PRRT is on the front lines of this new personalized medicine. Its somatostatin analogs, which selectively bind to the cellular receptors in neuroendocrine tumors, carry a gallium radionuclide that simultaneously emits radiation that kills tumors and makes the analogs visible and quantifiable with PET/CT. The end effect of successful and measurable treatment is decreased tumor size, reduced symptoms and even a halt in tumor progression in many patients with neuroendocrine tumors.

Similar results have been achieved in patients with esophageal and lung cancers, as well as diffuse large B-cell lymphoma, using radiotherapeutic compounds complemented by FDG imaging and quantitation with PET/CT. The potential to do the same with even some advanced forms of single-proton emission computed tomography (SPECT)/CT has also been demonstrated.

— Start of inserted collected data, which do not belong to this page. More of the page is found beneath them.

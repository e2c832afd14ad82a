use crate::entity::Entity;
use crate::order::OrderByComparator;
use crate::value::Value;
use std::cmp::Ordering;
use std::fmt;

/// Equality condition on one column.
#[derive(Debug, Clone, PartialEq, Eq, Hash)]
pub struct Condition {
    column: String,
    physical_name: String,
    value: Value,
}

impl Condition {
    /// Condition `column = value` rendered against `physical_name`.
    pub fn new(column: impl Into<String>, physical_name: impl Into<String>, value: Value) -> Self {
        Self {
            column: column.into(),
            physical_name: physical_name.into(),
            value,
        }
    }

    /// Logical column name.
    #[must_use]
    pub fn column(&self) -> &str {
        &self.column
    }

    /// Physical column name.
    #[must_use]
    pub fn physical_name(&self) -> &str {
        &self.physical_name
    }

    /// Argument value.
    #[must_use]
    pub const fn value(&self) -> &Value {
        &self.value
    }

    /// Evaluate the condition against an entity.
    pub fn matches<E: Entity>(&self, entity: &E) -> bool {
        entity.column(&self.column).matches_arg(&self.value)
    }

    /// Whether the condition binds a positional parameter.
    #[must_use]
    pub fn binds_value(&self) -> bool {
        !self.value.is_blank()
    }
}

impl fmt::Display for Condition {
    fn fmt(&self, f: &mut fmt::Formatter<'_>) -> fmt::Result {
        let column = &self.physical_name;
        match &self.value {
            Value::Null => write!(f, "{column} IS NULL"),
            value if value.is_blank() => write!(f, "({column} IS NULL OR {column} = '')"),
            _ => write!(f, "{column} = ?"),
        }
    }
}

/// Conjunction of equality conditions.
#[derive(Debug, Clone, Default, PartialEq, Eq, Hash)]
pub struct Predicate {
    conditions: Vec<Condition>,
}

impl Predicate {
    /// Predicate matching every row.
    #[must_use]
    pub const fn all() -> Self {
        Self {
            conditions: Vec::new(),
        }
    }

    /// Add a condition.
    #[must_use]
    pub fn and(mut self, condition: Condition) -> Self {
        self.conditions.push(condition);
        self
    }

    /// Conditions in argument order.
    #[must_use]
    pub fn conditions(&self) -> &[Condition] {
        &self.conditions
    }

    /// Returns true when the predicate has no conditions.
    #[must_use]
    pub fn is_empty(&self) -> bool {
        self.conditions.is_empty()
    }

    /// Evaluate every condition against an entity.
    pub fn matches<E: Entity>(&self, entity: &E) -> bool {
        self.conditions.iter().all(|condition| condition.matches(entity))
    }

    /// Positional parameters, skipping `NULL` and blank arguments.
    pub fn bound_values(&self) -> impl Iterator<Item = &Value> {
        self.conditions
            .iter()
            .filter(|condition| condition.binds_value())
            .map(Condition::value)
    }
}

impl fmt::Display for Predicate {
    fn fmt(&self, f: &mut fmt::Formatter<'_>) -> fmt::Result {
        for (i, condition) in self.conditions.iter().enumerate() {
            f.write_str(if i == 0 { "WHERE " } else { " AND " })?;
            condition.fmt(f)?;
        }
        Ok(())
    }
}

/// Slice of a result list: everything, or rows `[start, end)`.
#[derive(Debug, Clone, Copy, Default, PartialEq, Eq, Hash)]
pub enum Window {
    /// No pagination.
    #[default]
    All,
    /// Rows `start..end` of the ordered result.
    Range {
        /// First row, inclusive.
        start: usize,
        /// Last row, exclusive.
        end: usize,
    },
}

impl Window {
    /// Rows `start..end`.
    #[must_use]
    pub const fn range(start: usize, end: usize) -> Self {
        Self::Range { start, end }
    }

    /// Returns true for [`Window::All`].
    #[must_use]
    pub const fn is_all(self) -> bool {
        matches!(self, Self::All)
    }

    /// Number of rows the window admits, if bounded.
    #[must_use]
    pub const fn limit(self) -> Option<usize> {
        match self {
            Self::All => None,
            Self::Range { start, end } => Some(end.saturating_sub(start)),
        }
    }

    /// Cut an ordered list down to the window.
    #[must_use]
    pub fn apply<T>(self, rows: Vec<T>) -> Vec<T> {
        match self {
            Self::All => rows,
            Self::Range { start, end } => rows
                .into_iter()
                .skip(start)
                .take(end.saturating_sub(start))
                .collect(),
        }
    }
}

impl fmt::Display for Window {
    fn fmt(&self, f: &mut fmt::Formatter<'_>) -> fmt::Result {
        match self {
            Self::All => f.write_str("ALL"),
            Self::Range { start, end } => write!(f, "[{start}, {end})"),
        }
    }
}

/// Keyset anchor: admits only rows strictly after `anchor` under the query
/// ordering. Rows tied with the anchor on every ordering column are excluded.
#[derive(Debug, Clone, PartialEq, Eq, Hash)]
pub struct Seek {
    anchor: Vec<Value>,
}

impl Seek {
    /// Seek past the given ordering values.
    #[must_use]
    pub const fn after(anchor: Vec<Value>) -> Self {
        Self { anchor }
    }

    /// Anchor values, one per ordering term.
    #[must_use]
    pub fn anchor(&self) -> &[Value] {
        &self.anchor
    }

    /// Whether `entity` lies strictly after the anchor under `order`.
    pub fn admits<E: Entity>(&self, order: &OrderByComparator, entity: &E) -> bool {
        order.compare_to_anchor(entity, &self.anchor) == Ordering::Greater
    }
}

/// Query handed to a [`crate::QueryExecutor`].
#[derive(Debug, Clone, PartialEq, Eq)]
pub struct Query {
    table: String,
    predicate: Predicate,
    order: Option<OrderByComparator>,
    window: Window,
    seek: Option<Seek>,
}

impl Query {
    /// Unordered, unpaginated query over `table`.
    pub fn new(table: impl Into<String>, predicate: Predicate) -> Self {
        Self {
            table: table.into(),
            predicate,
            order: None,
            window: Window::All,
            seek: None,
        }
    }

    /// Set the ordering.
    #[must_use]
    pub fn with_order(mut self, order: Option<OrderByComparator>) -> Self {
        self.order = order;
        self
    }

    /// Set the window.
    #[must_use]
    pub const fn with_window(mut self, window: Window) -> Self {
        self.window = window;
        self
    }

    /// Set a keyset anchor.
    #[must_use]
    pub fn with_seek(mut self, seek: Seek) -> Self {
        self.seek = Some(seek);
        self
    }

    /// Table name used for rendering.
    #[must_use]
    pub fn table(&self) -> &str {
        &self.table
    }

    /// Filter.
    #[must_use]
    pub const fn predicate(&self) -> &Predicate {
        &self.predicate
    }

    /// Ordering, if any.
    #[must_use]
    pub const fn order(&self) -> Option<&OrderByComparator> {
        self.order.as_ref()
    }

    /// Window.
    #[must_use]
    pub const fn window(&self) -> Window {
        self.window
    }

    /// Keyset anchor, if any.
    #[must_use]
    pub const fn seek(&self) -> Option<&Seek> {
        self.seek.as_ref()
    }
}

impl fmt::Display for Query {
    fn fmt(&self, f: &mut fmt::Formatter<'_>) -> fmt::Result {
        write!(f, "SELECT * FROM {}", self.table)?;
        if !self.predicate.is_empty() {
            write!(f, " {}", self.predicate)?;
        }
        if let (Some(seek), Some(order)) = (&self.seek, &self.order) {
            let keyword = if self.predicate.is_empty() { "WHERE" } else { "AND" };
            let columns: Vec<&str> = order.fields().iter().map(|field| field.physical_name()).collect();
            let marks = vec!["?"; seek.anchor().len()].join(", ");
            write!(f, " {keyword} ({}) AFTER ({marks})", columns.join(", "))?;
        }
        if let Some(order) = self.order.as_ref().filter(|order| !order.is_empty()) {
            write!(f, " ORDER BY {order}")?;
        }
        if let Window::Range { start, end } = self.window {
            write!(f, " LIMIT {} OFFSET {start}", end.saturating_sub(start))?;
        }
        Ok(())
    }
}

#[cfg(test)]
mod tests {
    #![allow(clippy::expect_used, clippy::unwrap_used)]

    use super::*;
    use crate::entity::testing::Row;

    fn by_title(value: Value) -> Predicate {
        Predicate::all().and(Condition::new("title", "title_", value))
    }

    #[test]
    fn predicate_applies_blank_rules() {
        let blank = by_title(Value::from(""));
        assert!(blank.matches(&Row::new(1, 1, None)));
        assert!(blank.matches(&Row::new(1, 1, Some(""))));
        assert!(!blank.matches(&Row::new(1, 1, Some("x"))));
        assert_eq!(blank.bound_values().count(), 0);

        let exact = by_title(Value::from("x")).and(Condition::new("groupId", "groupId", 1_i64.into()));
        assert!(exact.matches(&Row::new(1, 1, Some("x"))));
        assert!(!exact.matches(&Row::new(1, 2, Some("x"))));
        assert_eq!(exact.bound_values().count(), 2);
    }

    #[test]
    fn window_slices_and_tolerates_overrun() {
        let rows: Vec<u32> = (0..5).collect();
        assert_eq!(Window::range(1, 3).apply(rows.clone()), vec![1, 2]);
        assert_eq!(Window::range(4, 10).apply(rows.clone()), vec![4]);
        assert!(Window::range(3, 2).apply(rows.clone()).is_empty());
        assert_eq!(Window::All.apply(rows), vec![0, 1, 2, 3, 4]);
        assert_eq!(Window::range(2, 7).limit(), Some(5));
    }

    #[test]
    fn seek_excludes_rows_tied_with_anchor() {
        let order = OrderByComparator::asc("groupId");
        let seek = Seek::after(vec![Value::from(10_i64)]);
        assert!(!seek.admits(&order, &Row::new(1, 10, None)));
        assert!(seek.admits(&order, &Row::new(2, 11, None)));
        assert!(!seek.admits(&order.reversed(), &Row::new(2, 11, None)));
    }

    #[test]
    fn renders_physical_names() {
        let query = Query::new("FriendlyURLEntry", by_title(Value::Null))
            .with_order(Some(OrderByComparator::asc("groupId")))
            .with_window(Window::range(0, 1));
        assert_eq!(
            query.to_string(),
            "SELECT * FROM FriendlyURLEntry WHERE title_ IS NULL ORDER BY groupId ASC LIMIT 1 OFFSET 0"
        );

        let blank = Query::new("T", by_title(Value::from("")));
        assert_eq!(blank.to_string(), "SELECT * FROM T WHERE (title_ IS NULL OR title_ = '')");
    }
}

Anatomically based tools, such as magnetic resonance imaging (MRI) and CT, pale by comparison. Whereas these modalities record the dimensions of a tumor, those dimensions may be inflamed by the cellular debris that comes from successful chemo- or radiotherapy. Not so with molecular imaging, which demonstrates visually and quantitatively, at least in some cases, the presence of viable tumor. Trends in uptake values graphically show changes in tumor metabolism, giving providers an indication of whether and how well therapies are doing.  

To be sure, molecular medicine is not what personalized medicine was supposed to be. But it is a step in the right direction. Perhaps most importantly, it is a step that can — and is — being taken. 

That it does not spring from knowledge gained by mapping the human genome, I could care less.